BRIEF:
If a line of the data below holds the string "crate", copy it.

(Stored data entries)
────

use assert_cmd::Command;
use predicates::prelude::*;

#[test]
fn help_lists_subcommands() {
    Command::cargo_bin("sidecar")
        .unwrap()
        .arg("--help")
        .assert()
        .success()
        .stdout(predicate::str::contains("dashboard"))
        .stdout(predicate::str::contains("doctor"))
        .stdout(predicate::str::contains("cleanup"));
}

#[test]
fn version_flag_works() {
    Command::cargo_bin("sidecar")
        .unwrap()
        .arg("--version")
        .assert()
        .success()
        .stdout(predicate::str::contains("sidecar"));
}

────

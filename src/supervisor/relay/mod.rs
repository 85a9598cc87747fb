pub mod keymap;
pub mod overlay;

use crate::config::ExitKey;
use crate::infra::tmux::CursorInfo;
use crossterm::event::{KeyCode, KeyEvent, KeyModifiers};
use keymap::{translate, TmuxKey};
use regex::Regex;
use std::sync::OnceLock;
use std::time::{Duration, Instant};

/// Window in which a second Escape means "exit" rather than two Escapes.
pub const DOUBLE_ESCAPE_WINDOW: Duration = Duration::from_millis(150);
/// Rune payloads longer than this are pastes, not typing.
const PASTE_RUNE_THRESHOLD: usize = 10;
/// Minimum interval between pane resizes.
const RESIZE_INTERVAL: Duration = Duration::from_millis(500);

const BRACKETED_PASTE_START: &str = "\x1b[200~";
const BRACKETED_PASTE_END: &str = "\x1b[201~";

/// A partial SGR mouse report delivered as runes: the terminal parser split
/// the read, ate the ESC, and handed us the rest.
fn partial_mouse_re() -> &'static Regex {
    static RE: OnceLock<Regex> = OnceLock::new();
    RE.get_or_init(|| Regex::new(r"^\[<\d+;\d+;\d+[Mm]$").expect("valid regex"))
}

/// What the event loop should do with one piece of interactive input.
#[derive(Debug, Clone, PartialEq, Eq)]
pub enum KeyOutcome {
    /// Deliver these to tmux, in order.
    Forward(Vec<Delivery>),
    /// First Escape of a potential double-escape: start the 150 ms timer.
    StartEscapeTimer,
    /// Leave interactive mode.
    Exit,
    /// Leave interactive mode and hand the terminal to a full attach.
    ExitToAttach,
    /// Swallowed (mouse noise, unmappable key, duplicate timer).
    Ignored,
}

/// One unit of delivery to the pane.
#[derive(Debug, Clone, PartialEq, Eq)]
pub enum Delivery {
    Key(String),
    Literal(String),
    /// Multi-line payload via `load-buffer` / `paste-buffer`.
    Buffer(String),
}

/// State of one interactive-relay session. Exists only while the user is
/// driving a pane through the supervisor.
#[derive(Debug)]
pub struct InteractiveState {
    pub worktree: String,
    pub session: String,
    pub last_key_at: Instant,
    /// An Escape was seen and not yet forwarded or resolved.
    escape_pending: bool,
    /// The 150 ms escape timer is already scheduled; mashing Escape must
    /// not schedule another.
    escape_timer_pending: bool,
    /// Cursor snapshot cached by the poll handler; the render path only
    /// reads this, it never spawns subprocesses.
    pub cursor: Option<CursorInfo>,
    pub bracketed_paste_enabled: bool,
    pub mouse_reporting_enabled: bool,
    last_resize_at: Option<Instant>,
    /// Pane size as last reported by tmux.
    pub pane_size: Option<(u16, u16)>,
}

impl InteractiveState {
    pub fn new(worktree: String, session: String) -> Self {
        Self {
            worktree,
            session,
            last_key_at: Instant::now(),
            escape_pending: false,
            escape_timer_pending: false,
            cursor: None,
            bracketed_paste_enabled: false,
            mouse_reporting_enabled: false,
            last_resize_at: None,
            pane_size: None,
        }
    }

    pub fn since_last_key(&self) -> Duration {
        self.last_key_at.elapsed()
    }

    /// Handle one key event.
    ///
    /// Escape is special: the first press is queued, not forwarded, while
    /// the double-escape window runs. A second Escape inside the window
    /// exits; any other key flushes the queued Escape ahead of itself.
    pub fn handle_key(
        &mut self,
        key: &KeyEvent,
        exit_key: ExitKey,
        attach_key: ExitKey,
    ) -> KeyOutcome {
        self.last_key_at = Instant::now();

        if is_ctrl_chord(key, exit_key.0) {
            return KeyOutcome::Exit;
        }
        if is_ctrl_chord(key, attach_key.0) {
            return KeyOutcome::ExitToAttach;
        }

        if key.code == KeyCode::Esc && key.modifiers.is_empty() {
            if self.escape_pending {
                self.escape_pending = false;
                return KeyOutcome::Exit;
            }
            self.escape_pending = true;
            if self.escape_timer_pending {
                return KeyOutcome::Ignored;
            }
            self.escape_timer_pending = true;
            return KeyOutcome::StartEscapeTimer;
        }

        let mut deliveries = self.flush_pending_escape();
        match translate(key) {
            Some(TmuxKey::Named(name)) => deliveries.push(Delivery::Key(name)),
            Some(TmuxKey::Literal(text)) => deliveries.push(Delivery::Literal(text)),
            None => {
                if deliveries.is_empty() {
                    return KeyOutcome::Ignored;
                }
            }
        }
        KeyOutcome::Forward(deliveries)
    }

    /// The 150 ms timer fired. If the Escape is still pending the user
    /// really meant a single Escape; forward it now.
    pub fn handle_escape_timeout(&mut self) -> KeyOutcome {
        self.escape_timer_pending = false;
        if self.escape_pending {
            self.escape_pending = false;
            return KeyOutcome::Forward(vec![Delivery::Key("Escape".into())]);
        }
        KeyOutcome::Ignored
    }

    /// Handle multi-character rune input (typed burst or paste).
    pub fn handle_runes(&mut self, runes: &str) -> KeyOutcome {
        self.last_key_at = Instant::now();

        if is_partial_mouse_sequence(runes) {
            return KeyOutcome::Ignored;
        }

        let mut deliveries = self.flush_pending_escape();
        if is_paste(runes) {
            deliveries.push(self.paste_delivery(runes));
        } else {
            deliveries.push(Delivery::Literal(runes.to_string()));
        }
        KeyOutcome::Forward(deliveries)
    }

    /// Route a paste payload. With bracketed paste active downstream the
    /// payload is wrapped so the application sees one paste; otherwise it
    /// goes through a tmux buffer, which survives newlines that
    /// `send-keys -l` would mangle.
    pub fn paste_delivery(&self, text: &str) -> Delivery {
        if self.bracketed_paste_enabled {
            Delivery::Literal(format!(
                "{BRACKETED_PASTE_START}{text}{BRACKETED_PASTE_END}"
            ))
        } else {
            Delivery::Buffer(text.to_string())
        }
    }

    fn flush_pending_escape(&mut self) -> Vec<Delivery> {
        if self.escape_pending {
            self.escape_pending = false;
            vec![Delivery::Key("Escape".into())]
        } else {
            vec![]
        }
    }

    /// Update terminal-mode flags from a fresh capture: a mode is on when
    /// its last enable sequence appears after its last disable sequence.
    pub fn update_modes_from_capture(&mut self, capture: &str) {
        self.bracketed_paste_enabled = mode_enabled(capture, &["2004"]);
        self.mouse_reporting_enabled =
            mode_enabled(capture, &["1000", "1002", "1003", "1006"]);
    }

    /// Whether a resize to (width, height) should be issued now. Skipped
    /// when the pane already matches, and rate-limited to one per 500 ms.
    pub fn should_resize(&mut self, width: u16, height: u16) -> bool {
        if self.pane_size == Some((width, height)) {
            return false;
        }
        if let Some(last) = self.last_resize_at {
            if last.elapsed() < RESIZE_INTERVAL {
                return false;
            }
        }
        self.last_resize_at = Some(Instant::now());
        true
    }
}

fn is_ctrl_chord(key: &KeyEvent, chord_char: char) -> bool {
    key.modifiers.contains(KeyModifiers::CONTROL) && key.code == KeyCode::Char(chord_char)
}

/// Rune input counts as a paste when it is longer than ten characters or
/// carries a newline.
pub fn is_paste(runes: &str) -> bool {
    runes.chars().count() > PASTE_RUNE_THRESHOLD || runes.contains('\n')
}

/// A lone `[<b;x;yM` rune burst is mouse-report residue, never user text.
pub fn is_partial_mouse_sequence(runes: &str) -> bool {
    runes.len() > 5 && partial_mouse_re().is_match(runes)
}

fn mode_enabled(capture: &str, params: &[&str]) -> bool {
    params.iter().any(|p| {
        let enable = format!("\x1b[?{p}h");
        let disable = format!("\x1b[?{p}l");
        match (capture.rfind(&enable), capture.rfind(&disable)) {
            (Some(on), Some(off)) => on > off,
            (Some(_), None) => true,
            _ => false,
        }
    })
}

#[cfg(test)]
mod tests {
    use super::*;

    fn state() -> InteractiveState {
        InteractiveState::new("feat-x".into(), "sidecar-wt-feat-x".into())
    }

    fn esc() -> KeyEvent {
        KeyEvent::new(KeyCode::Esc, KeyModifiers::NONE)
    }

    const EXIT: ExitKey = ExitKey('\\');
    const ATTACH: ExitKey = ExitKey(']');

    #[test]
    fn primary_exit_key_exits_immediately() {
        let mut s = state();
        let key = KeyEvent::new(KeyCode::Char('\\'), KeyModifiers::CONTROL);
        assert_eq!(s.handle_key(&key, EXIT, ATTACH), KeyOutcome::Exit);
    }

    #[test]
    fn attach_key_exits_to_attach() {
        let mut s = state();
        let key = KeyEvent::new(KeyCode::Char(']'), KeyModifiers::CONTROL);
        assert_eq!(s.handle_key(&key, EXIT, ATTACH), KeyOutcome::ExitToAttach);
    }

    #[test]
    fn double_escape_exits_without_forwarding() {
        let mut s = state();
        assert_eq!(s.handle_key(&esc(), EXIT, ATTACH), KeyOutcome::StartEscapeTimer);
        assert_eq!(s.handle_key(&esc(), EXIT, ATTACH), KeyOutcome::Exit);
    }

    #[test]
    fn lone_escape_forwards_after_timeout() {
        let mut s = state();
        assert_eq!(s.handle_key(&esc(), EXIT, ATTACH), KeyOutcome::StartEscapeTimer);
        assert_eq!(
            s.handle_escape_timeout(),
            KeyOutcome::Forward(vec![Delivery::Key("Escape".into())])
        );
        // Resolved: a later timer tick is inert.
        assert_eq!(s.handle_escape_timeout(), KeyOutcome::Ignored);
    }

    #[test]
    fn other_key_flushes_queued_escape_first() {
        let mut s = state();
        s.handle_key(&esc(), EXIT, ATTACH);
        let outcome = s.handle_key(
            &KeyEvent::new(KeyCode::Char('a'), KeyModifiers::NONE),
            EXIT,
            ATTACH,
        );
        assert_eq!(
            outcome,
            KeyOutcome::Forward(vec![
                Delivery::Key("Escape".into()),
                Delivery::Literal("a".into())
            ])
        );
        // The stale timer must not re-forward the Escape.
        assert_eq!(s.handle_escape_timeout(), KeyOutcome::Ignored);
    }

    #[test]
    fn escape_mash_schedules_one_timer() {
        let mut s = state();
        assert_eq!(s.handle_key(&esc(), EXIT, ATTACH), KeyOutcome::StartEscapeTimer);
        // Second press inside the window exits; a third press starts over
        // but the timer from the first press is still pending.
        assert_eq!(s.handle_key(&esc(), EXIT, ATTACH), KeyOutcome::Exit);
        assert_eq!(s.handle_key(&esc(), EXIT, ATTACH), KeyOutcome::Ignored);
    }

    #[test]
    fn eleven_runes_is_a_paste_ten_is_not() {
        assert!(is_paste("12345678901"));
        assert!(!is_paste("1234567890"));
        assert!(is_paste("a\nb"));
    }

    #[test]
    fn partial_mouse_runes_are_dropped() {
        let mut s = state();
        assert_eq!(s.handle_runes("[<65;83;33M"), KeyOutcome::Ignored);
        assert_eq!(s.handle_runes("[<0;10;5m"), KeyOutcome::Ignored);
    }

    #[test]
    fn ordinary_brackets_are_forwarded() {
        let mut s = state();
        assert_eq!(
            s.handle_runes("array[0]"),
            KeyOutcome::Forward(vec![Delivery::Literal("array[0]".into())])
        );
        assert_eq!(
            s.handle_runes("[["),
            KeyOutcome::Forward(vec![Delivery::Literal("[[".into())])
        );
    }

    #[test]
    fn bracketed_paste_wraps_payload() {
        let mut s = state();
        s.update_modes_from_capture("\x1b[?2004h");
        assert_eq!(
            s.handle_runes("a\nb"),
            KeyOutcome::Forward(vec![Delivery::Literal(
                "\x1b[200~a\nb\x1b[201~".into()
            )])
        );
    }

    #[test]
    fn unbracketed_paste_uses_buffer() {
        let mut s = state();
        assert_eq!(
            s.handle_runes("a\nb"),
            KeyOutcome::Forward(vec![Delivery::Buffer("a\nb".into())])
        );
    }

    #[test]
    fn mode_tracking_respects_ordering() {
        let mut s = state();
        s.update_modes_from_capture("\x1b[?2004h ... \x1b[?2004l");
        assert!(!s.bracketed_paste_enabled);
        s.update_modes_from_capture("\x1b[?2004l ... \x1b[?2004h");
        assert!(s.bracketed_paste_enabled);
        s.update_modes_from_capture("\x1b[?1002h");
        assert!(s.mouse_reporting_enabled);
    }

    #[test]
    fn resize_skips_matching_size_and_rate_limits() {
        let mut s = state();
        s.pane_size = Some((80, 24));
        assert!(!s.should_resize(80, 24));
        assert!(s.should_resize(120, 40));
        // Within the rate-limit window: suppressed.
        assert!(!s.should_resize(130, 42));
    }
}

────

TASK RESPONSE:
use crate::config::ExitKey;
use crate::infra::tmux::CursorInfo;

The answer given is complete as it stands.